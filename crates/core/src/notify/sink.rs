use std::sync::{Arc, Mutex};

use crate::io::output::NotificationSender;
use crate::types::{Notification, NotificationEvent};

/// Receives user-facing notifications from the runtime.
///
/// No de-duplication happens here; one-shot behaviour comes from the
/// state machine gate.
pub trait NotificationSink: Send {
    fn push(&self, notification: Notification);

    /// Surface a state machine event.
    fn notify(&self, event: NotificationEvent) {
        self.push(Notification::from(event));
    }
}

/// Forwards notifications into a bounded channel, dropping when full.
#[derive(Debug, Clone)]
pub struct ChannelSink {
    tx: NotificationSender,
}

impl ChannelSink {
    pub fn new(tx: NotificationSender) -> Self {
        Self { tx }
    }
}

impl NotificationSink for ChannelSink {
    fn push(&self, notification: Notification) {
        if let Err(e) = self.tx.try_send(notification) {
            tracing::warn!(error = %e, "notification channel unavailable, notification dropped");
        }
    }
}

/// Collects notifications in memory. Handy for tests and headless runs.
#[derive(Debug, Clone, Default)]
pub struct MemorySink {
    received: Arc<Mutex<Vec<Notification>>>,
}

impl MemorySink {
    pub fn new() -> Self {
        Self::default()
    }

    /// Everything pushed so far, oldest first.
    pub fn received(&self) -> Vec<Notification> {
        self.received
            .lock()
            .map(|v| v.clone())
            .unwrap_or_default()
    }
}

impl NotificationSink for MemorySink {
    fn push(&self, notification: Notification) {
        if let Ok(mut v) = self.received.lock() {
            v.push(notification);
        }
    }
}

---

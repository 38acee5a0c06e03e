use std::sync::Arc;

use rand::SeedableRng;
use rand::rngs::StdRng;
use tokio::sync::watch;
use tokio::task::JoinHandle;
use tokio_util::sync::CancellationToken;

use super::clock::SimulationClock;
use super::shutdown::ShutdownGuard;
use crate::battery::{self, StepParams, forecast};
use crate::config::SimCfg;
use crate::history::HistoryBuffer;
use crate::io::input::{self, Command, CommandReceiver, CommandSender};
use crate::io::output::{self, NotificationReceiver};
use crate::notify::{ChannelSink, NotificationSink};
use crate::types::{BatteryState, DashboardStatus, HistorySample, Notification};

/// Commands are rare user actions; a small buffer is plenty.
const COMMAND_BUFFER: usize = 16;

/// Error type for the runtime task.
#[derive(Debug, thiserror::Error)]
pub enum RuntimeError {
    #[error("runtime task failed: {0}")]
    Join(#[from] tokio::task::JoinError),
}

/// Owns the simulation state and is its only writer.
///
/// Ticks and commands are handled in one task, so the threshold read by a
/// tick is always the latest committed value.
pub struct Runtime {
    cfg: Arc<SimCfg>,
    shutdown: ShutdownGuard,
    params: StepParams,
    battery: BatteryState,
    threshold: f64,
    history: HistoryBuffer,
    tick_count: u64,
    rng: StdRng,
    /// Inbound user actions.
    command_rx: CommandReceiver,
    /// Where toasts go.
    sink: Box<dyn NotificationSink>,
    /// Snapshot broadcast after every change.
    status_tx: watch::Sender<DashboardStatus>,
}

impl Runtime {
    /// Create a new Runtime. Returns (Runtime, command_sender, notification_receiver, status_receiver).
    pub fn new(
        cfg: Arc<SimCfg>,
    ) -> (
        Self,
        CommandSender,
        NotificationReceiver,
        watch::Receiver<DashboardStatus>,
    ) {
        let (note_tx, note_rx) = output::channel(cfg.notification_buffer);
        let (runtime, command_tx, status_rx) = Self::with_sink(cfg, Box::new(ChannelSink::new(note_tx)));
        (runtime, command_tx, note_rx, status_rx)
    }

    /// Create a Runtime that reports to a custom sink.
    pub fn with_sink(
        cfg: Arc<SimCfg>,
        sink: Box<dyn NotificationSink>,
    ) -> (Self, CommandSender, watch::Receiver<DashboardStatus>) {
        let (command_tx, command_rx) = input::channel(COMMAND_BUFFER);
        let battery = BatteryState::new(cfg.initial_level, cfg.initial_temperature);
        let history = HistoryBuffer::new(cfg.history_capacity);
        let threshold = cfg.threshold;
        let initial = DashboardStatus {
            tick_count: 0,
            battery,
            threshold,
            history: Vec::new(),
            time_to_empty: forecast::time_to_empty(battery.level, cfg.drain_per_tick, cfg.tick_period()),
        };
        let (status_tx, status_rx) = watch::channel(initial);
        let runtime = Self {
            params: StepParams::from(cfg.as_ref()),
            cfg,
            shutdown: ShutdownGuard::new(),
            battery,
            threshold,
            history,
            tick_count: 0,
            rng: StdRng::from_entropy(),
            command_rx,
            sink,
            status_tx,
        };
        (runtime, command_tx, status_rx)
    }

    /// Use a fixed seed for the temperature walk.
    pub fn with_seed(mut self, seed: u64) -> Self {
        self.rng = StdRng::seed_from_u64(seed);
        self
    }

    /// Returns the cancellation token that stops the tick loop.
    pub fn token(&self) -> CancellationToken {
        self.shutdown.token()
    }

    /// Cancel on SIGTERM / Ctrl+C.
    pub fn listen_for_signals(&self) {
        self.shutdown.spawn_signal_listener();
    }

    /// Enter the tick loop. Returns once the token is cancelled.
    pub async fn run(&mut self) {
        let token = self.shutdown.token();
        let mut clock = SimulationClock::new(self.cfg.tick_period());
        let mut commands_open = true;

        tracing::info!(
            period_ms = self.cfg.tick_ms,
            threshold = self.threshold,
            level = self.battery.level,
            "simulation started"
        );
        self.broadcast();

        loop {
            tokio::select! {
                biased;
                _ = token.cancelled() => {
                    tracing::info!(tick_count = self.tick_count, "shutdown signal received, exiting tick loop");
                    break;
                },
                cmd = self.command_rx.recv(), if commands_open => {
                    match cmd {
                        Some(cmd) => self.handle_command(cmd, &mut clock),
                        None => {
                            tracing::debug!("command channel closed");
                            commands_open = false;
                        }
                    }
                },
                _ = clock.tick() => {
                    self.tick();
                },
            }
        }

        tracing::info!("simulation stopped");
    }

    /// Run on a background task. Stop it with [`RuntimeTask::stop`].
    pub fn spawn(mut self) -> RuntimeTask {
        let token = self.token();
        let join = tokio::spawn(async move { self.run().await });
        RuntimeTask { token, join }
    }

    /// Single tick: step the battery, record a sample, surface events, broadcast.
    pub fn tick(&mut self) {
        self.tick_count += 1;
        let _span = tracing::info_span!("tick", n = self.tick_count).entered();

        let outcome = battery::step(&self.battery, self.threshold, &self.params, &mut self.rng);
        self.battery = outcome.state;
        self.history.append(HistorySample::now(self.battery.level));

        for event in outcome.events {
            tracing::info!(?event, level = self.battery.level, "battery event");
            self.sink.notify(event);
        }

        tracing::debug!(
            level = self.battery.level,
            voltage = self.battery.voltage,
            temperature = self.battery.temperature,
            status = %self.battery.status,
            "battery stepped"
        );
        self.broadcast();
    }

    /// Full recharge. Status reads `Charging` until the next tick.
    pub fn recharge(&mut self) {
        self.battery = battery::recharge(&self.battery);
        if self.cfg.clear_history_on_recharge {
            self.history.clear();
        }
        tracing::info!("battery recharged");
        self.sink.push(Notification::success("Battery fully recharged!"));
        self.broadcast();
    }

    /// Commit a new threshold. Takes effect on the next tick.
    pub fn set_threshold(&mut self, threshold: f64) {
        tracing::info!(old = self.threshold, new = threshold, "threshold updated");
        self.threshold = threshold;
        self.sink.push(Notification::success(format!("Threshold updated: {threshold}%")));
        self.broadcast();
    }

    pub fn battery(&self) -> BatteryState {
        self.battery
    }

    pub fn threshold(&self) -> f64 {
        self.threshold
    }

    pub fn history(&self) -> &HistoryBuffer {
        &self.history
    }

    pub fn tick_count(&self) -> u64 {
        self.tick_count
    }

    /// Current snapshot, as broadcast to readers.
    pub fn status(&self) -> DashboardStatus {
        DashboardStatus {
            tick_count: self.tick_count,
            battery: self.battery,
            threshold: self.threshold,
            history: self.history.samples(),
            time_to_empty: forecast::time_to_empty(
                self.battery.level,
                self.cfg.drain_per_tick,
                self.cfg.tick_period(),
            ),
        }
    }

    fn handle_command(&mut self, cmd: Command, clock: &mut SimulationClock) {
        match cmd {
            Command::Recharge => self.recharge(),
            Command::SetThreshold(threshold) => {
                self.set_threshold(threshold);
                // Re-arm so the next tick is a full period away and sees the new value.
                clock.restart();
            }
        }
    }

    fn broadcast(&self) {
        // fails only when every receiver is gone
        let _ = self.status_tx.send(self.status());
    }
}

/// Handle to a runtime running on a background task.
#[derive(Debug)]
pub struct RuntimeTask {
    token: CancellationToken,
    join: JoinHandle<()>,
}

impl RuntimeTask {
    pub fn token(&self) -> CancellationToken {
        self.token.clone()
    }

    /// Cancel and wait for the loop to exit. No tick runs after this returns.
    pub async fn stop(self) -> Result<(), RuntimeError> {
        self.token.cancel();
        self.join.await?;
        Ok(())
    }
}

→ **Problem statement**: What number of lines in the records hold the word "Create"? Reply with that number alone.

→ **Your response**: 2